- Opening Delimiter -
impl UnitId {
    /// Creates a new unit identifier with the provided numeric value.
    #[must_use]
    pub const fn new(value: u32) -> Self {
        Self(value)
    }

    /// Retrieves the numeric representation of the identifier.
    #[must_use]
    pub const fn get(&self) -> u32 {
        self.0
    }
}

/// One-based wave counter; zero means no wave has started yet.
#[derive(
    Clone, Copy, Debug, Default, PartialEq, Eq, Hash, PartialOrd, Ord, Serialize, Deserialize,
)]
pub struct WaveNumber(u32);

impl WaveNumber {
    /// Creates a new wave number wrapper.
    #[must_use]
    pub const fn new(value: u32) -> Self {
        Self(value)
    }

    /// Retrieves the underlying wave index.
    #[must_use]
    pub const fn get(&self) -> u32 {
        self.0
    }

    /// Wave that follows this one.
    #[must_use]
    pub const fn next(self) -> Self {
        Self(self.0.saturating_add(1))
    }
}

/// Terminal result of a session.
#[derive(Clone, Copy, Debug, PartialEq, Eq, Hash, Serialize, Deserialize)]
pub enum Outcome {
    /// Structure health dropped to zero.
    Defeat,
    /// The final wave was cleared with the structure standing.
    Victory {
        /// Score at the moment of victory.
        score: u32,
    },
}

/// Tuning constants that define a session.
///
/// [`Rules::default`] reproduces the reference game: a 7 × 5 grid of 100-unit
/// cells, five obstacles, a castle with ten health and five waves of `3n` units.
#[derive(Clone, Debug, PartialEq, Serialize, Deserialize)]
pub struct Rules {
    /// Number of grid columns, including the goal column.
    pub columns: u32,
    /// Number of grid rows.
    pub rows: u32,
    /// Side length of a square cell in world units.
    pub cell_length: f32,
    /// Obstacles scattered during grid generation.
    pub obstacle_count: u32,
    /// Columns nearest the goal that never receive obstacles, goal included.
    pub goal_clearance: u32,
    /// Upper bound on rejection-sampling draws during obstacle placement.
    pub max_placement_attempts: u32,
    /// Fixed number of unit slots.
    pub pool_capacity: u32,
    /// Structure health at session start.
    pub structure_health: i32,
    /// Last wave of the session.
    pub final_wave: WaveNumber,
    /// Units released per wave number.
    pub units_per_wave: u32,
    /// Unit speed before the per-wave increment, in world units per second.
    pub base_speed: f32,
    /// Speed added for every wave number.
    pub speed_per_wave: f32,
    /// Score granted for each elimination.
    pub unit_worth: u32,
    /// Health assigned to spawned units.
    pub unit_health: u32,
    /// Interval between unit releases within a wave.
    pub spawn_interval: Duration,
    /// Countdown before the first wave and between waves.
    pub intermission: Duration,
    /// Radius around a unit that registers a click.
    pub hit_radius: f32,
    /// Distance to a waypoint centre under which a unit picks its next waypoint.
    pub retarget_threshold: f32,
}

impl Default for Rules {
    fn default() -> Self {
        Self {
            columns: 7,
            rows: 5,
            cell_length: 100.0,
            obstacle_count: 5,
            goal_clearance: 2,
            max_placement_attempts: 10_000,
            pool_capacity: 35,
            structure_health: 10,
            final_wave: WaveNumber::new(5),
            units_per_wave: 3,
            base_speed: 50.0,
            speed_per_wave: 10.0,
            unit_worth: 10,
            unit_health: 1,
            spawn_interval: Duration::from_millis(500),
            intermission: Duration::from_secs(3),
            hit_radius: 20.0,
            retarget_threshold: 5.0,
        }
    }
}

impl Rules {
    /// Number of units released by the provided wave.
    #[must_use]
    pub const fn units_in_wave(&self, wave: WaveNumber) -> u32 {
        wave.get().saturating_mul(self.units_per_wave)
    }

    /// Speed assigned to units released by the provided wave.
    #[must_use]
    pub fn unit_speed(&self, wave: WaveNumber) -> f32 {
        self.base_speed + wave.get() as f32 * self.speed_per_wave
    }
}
- Closing Delimiter -
- Opening Delimiter -
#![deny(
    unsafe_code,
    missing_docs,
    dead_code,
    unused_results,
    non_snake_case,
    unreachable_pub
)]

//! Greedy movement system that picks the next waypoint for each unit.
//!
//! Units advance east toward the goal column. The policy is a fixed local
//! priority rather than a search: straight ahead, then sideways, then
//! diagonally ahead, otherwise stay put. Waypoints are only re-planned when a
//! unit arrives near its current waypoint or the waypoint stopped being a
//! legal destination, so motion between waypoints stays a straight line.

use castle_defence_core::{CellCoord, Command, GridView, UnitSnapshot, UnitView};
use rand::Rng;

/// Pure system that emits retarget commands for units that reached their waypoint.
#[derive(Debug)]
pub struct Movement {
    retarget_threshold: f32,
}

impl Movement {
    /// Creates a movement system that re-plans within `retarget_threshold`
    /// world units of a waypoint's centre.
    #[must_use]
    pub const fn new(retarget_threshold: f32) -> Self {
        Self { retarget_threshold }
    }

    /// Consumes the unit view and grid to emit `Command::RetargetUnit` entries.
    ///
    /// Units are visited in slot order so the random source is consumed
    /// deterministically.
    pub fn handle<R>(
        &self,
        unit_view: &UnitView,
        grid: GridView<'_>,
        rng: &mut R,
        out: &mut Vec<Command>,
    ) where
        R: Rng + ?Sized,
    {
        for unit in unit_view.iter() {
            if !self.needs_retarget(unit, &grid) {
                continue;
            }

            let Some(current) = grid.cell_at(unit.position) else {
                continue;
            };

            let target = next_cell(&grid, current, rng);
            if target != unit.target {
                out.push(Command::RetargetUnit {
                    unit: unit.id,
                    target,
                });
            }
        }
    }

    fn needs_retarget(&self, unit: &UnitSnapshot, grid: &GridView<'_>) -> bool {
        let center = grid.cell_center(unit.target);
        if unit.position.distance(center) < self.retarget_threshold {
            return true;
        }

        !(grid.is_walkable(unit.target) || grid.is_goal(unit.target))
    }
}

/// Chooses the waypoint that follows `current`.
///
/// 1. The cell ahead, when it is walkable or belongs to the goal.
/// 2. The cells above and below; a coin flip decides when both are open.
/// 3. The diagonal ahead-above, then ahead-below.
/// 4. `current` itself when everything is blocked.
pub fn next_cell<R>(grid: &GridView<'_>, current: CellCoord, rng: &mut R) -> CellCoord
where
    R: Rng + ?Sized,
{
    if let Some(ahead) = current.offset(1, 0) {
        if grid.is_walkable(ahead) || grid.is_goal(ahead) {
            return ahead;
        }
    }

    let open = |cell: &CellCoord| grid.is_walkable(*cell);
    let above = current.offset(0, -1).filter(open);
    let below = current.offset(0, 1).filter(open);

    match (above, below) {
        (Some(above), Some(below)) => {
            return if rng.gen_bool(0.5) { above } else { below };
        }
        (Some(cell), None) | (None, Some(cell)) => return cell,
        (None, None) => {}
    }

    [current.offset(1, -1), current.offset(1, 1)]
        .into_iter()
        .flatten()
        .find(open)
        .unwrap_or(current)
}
- Closing Delimiter -
_DESCRIPTION OF THE TASK_
For the string "Duration", show each line of the entries above where it occurs.

_RESPONSE_
    pub spawn_interval: Duration,
    pub intermission: Duration,
            spawn_interval: Duration::from_millis(500),
            intermission: Duration::from_secs(3),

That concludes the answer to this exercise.